Our ‘Coll Misc’ series (essentially a collection of ‘odds-and-ends-with-nowhere-else-to-go’) includes significant numbers of personal and household account books, ranging in date from the late 17th century through to the early 19th century. Although on paper these don’t sound terribly promising sources, social and economic historians can use them to investigate in great detail changes in the costs and standard of living, and the development of consumption and spending patterns. But they are surprisingly accessible to non-experts too, and even a quick look through them can reveal a lot about the lifestyles of those who compiled them.
Coll Misc 0266 is the account book of a sugar planter, the owner of the Buenos Ayres estate in Trinidad. Covering the years 1799 to 1819, the book records both business and personal expenditure. The business accounts include the purchases of slaves, cutlasses for harvesting cane, iron pots and other equipment for sugar, molasses and rum production, repairs to estate buildings and livestock. The accounts suggest a workforce in poor health, with a high mortality rate, and frequent sickness (medicines purchased include glauber salts, cantharides, salt of steel and sulphur). The accounts also confirm a workforce that was actively rebellious, with several entries for monies paid for the return of runaway slaves. The personal accounts hint at a somewhat empty existence, with the consumption of enormous quantities of alcohol and substantial gambling losses. The only mention of family life is a brief entry for a son’s schooling.
Coll Misc 0369, the account book of an Anglican clergyman living in Wiltshire in the early 1790s, presents a very different prospect. His housekeeping expenses are dominated by laundry bills, utensils, coal and food (mainly plain fare – fish, chicken, watercress, bacon, eggs – but occasionally fancy items such as Souchong tea appear). He also includes a small list of stable and garden expenses as well as a longer list of ‘pocket and cash’ expenses including toiletries, books and concerts and plays. There are frequent small donations to beggars and other charity cases.
Coll Misc 0037, the personal account book of Sophy Ranson, provides us with a glimpse into the life of a genteel middle class lady in the 1820s. Sophy’s income was made up from dividends from investments, while her expenditure was dominated by clothing and clothing care, haberdashery, and toiletries. Music appears to have been Sophie’s main hobby, and there are records of expenditure on piano tuning, sheet music and trips to the opera. Other leisure activities include visits to the diorama and a water colour exhibition. Money spent on food is limited to drinks and sweet snacks which suggests that although she had her own sources of income she lived within a larger household. Religion and charitable giving are also strong themes; rent for a pew in Paddington Church, a charity school subscription and sacrament money all feature regularly.
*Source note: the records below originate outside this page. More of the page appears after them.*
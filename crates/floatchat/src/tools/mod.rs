//! Tool catalog and fail-closed call validation.
//!
//! Every data access goes through a registered tool. A call naming an
//! unknown tool or carrying a parameter the tool never declared is rejected
//! before any store access happens.

pub mod exec;
pub mod store;

pub use exec::{ToolExecutor, ToolOutcome};
pub use store::{DataStore, StoreQuery};

use serde::{Deserialize, Serialize};
use serde_json::{Map, Value};

use crate::entities::{Entities, EntityKind, Parameter};
use crate::error::ValidationError;
use crate::intent::Intent;
use crate::regions::Region;

/// Whether a tool runs once or fans out over a list of float ids.
#[derive(Debug, Clone, Copy, PartialEq, Eq)]
pub enum Cardinality {
    Single,
    Bulk,
}

#[derive(Debug, Clone)]
pub struct ToolSpec {
    pub name: &'static str,
    /// Declared parameter names; anything else on a call is rejected.
    pub params: &'static [&'static str],
    /// Entities that must be present before this tool may run.
    pub required: &'static [EntityKind],
    pub cardinality: Cardinality,
    pub description: &'static str,
}

/// A concrete call: tool name plus JSON parameters.
#[derive(Debug, Clone, Serialize, Deserialize)]
pub struct ToolCall {
    pub tool: String,
    #[serde(default)]
    pub params: Map<String, Value>,
}

impl ToolCall {
    pub fn new(tool: &str) -> Self {
        Self {
            tool: tool.to_string(),
            params: Map::new(),
        }
    }

    pub fn with(mut self, key: &str, value: Value) -> Self {
        self.params.insert(key.to_string(), value);
        self
    }
}

/// A call that passed validation, plus any enum values that were normalized
/// on the way through (e.g. "Temp" corrected to "temperature").
#[derive(Debug, Clone)]
pub struct ValidatedCall {
    pub call: ToolCall,
    pub corrections: Vec<String>,
}

const CATALOG: &[ToolSpec] = &[
    ToolSpec {
        name: "list_all_floats",
        params: &["limit", "offset"],
        required: &[],
        cardinality: Cardinality::Single,
        description: "List every known float with its latest position",
    },
    ToolSpec {
        name: "count_floats",
        params: &["region"],
        required: &[],
        cardinality: Cardinality::Single,
        description: "Count the floats in the catalog, optionally within a region",
    },
    ToolSpec {
        name: "get_float_profile",
        params: &["float_id", "cycle_number"],
        required: &[EntityKind::FloatId],
        cardinality: Cardinality::Single,
        description: "Metadata for one float (deployment, institute, project)",
    },
    ToolSpec {
        name: "get_depth_profile",
        params: &["float_id", "parameter", "cycle_number"],
        required: &[EntityKind::FloatId, EntityKind::Parameter],
        cardinality: Cardinality::Single,
        description: "Measured values against depth for one float and parameter",
    },
    ToolSpec {
        name: "get_trajectory",
        params: &["float_id"],
        required: &[EntityKind::FloatId],
        cardinality: Cardinality::Single,
        description: "Surfacing positions of one float in time order",
    },
    ToolSpec {
        name: "get_multiple_trajectories",
        params: &["float_ids"],
        required: &[EntityKind::FloatIds],
        cardinality: Cardinality::Bulk,
        description: "Trajectories for several floats at once",
    },
    ToolSpec {
        name: "get_timeseries",
        params: &["float_id", "parameter"],
        required: &[EntityKind::FloatId, EntityKind::Parameter],
        cardinality: Cardinality::Single,
        description: "Surface values of one parameter over time for one float",
    },
    ToolSpec {
        name: "get_floats_in_region",
        params: &["region"],
        required: &[EntityKind::Region],
        cardinality: Cardinality::Single,
        description: "Floats currently inside a named region",
    },
    ToolSpec {
        name: "get_region_data",
        params: &["region", "parameter"],
        required: &[EntityKind::Region],
        cardinality: Cardinality::Single,
        description: "Aggregated measurements for a named region",
    },
    ToolSpec {
        name: "search_floats_by_location",
        params: &["latitude", "longitude", "radius_km"],
        required: &[EntityKind::Latitude, EntityKind::Longitude],
        cardinality: Cardinality::Single,
        description: "Floats near a coordinate",
    },
    ToolSpec {
        name: "compare_floats",
        params: &["float_ids", "parameter"],
        required: &[EntityKind::FloatIds, EntityKind::Parameter],
        cardinality: Cardinality::Bulk,
        description: "Side-by-side profiles of one parameter across floats",
    },
];

#[derive(Debug, Default)]
pub struct ToolRegistry;

impl ToolRegistry {
    pub fn new() -> Self {
        Self
    }

    pub fn get(&self, name: &str) -> Option<&'static ToolSpec> {
        CATALOG.iter().find(|spec| spec.name == name)
    }

    pub fn names(&self) -> Vec<&'static str> {
        CATALOG.iter().map(|spec| spec.name).collect()
    }

    pub fn required_entities(&self, intent: Intent) -> &'static [EntityKind] {
        intent
            .tool_name()
            .and_then(|name| self.get(name))
            .map(|spec| spec.required)
            .unwrap_or(&[])
    }

    /// True when `entities` satisfies everything `intent`'s tool requires.
    pub fn has_required(&self, intent: Intent, entities: &Entities) -> bool {
        self.required_entities(intent)
            .iter()
            .all(|kind| entities.has(*kind))
    }

    /// Which required entities are still missing.
    pub fn missing_entities(&self, intent: Intent, entities: &Entities) -> Vec<EntityKind> {
        self.required_entities(intent)
            .iter()
            .filter(|kind| !entities.has(**kind))
            .copied()
            .collect()
    }

    /// Validate a call against the catalog. Unknown tools and undeclared
    /// parameters are hard errors; misspelled enum values are normalized
    /// when unambiguous and rejected otherwise.
    pub fn validate(&self, call: &ToolCall) -> Result<ValidatedCall, ValidationError> {
        let spec = self
            .get(&call.tool)
            .ok_or_else(|| ValidationError::UnknownTool(call.tool.clone()))?;

        let mut validated = call.clone();
        let mut corrections = Vec::new();

        for kind in spec.required {
            if !call.params.contains_key(kind.as_str()) {
                return Err(ValidationError::MissingEntity {
                    intent: call.tool.clone(),
                    entity: kind.as_str().to_string(),
                });
            }
        }

        for (key, value) in &call.params {
            if !spec.params.contains(&key.as_str()) {
                return Err(ValidationError::UndeclaredParameter {
                    tool: call.tool.clone(),
                    param: key.clone(),
                });
            }
            match key.as_str() {
                "parameter" => {
                    let raw = value.as_str().unwrap_or_default();
                    let parsed = Parameter::parse(raw).ok_or_else(|| {
                        ValidationError::InvalidEnumValue {
                            param: "parameter".to_string(),
                            value: raw.to_string(),
                            allowed: Parameter::ALL
                                .iter()
                                .map(|p| p.as_str())
                                .collect::<Vec<_>>()
                                .join(", "),
                        }
                    })?;
                    if parsed.as_str() != raw {
                        corrections.push(format!(
                            "parameter '{}' normalized to '{}'",
                            raw,
                            parsed.as_str()
                        ));
                        validated
                            .params
                            .insert(key.clone(), Value::String(parsed.as_str().to_string()));
                    }
                }
                "region" => {
                    let raw = value.as_str().unwrap_or_default();
                    let parsed =
                        Region::parse(raw).ok_or_else(|| ValidationError::InvalidEnumValue {
                            param: "region".to_string(),
                            value: raw.to_string(),
                            allowed: Region::ALL
                                .iter()
                                .map(|r| r.key())
                                .collect::<Vec<_>>()
                                .join(", "),
                        })?;
                    if parsed.key() != raw {
                        corrections.push(format!(
                            "region '{}' normalized to '{}'",
                            raw,
                            parsed.key()
                        ));
                        validated
                            .params
                            .insert(key.clone(), Value::String(parsed.key().to_string()));
                    }
                }
                _ => {}
            }
        }

        Ok(ValidatedCall {
            call: validated,
            corrections,
        })
    }

    /// Build the canonical call for an intent from resolved entities, or
    /// `None` when the intent has no tool or required entities are missing.
    pub fn call_for(&self, intent: Intent, entities: &Entities) -> Option<ToolCall> {
        let name = intent.tool_name()?;
        let spec = self.get(name)?;
        if !self.has_required(intent, entities) {
            return None;
        }

        let mut call = ToolCall::new(name);
        for param in spec.params {
            let value = match *param {
                "float_id" => entities.float_id.map(Value::from),
                "float_ids" => entities
                    .float_ids
                    .as_ref()
                    .map(|ids| Value::from(ids.clone())),
                "parameter" => entities
                    .parameter
                    .map(|p| Value::String(p.as_str().to_string())),
                "region" => entities.region.map(|r| Value::String(r.key().to_string())),
                "latitude" => entities.latitude.map(Value::from),
                "longitude" => entities.longitude.map(Value::from),
                "cycle_number" => entities.cycle_number.map(Value::from),
                _ => None,
            };
            if let Some(value) = value {
                call.params.insert(param.to_string(), value);
            }
        }
        Some(call)
    }

    /// The catalog as JSON, for embedding into reasoner prompts.
    pub fn catalog_json(&self) -> Value {
        Value::Array(
            CATALOG
                .iter()
                .map(|spec| {
                    serde_json::json!({
                        "name": spec.name,
                        "parameters": spec.params,
                        "description": spec.description,
                    })
                })
                .collect(),
        )
    }
}

#[cfg(test)]
mod tests {
    use super::*;

    #[test]
    fn test_unknown_tool_rejected() {
        let registry = ToolRegistry::new();
        let call = ToolCall::new("drop_tables");
        assert!(matches!(
            registry.validate(&call),
            Err(ValidationError::UnknownTool(_))
        ));
    }

    #[test]
    fn test_undeclared_parameter_rejected() {
        let registry = ToolRegistry::new();
        let call = ToolCall::new("get_trajectory")
            .with("float_id", Value::from(2902296))
            .with("verbose", Value::Bool(true));
        assert!(matches!(
            registry.validate(&call),
            Err(ValidationError::UndeclaredParameter { .. })
        ));
    }

    #[test]
    fn test_parameter_synonym_normalized() {
        let registry = ToolRegistry::new();
        let call = ToolCall::new("get_depth_profile")
            .with("float_id", Value::from(2902296))
            .with("parameter", Value::String("Temp".to_string()));
        let validated = registry.validate(&call).unwrap();
        assert_eq!(
            validated.call.params["parameter"],
            Value::String("temperature".to_string())
        );
        assert_eq!(validated.corrections.len(), 1);
    }

    #[test]
    fn test_invalid_enum_value_rejected() {
        let registry = ToolRegistry::new();
        let call = ToolCall::new("get_region_data")
            .with("region", Value::String("atlantis".to_string()));
        assert!(matches!(
            registry.validate(&call),
            Err(ValidationError::InvalidEnumValue { .. })
        ));
    }

    #[test]
    fn test_missing_required_parameter_rejected() {
        let registry = ToolRegistry::new();
        let call = ToolCall::new("get_depth_profile").with("float_id", Value::from(2902296));
        assert!(matches!(
            registry.validate(&call),
            Err(ValidationError::MissingEntity { .. })
        ));
    }

    #[test]
    fn test_call_for_requires_all_entities() {
        let registry = ToolRegistry::new();
        let partial = Entities {
            float_id: Some(2902296),
            ..Default::default()
        };
        assert!(registry.call_for(Intent::DepthProfile, &partial).is_none());

        let full = Entities {
            float_id: Some(2902296),
            parameter: Some(Parameter::Temperature),
            ..Default::default()
        };
        let call = registry.call_for(Intent::DepthProfile, &full).unwrap();
        assert_eq!(call.tool, "get_depth_profile");
        assert_eq!(call.params["float_id"], Value::from(2902296));
    }

    #[test]
    fn test_zero_arg_tools_always_buildable() {
        let registry = ToolRegistry::new();
        let call = registry
            .call_for(Intent::CountFloats, &Entities::default())
            .unwrap();
        assert_eq!(call.tool, "count_floats");
        assert!(call.params.is_empty());
    }
}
Finally, Coll Misc 0377, the account books of Edgar Corrie, upper middle class merchant, show the prolific outgoings of a respectable family man and householder in the mid-nineteenth century: a relentless round of spending on clothes and shoes for his wife and nine children, dancing, music and archery lessons, servants’ wages, trademens’ and doctors’ bills, a plethora of rates, taxes and insurance, coal, new carpets and furniture, house redecoration, carriage and coach fares, his daughters’ weddings…. One more unusual item is recorded in January 1856 – ‘Claudet for photograph and frame’ – a reference to Antoine Claudet, one of the first commercial photographers, who learnt the daguerreotype process from Daguerre himself and then set up shop in London.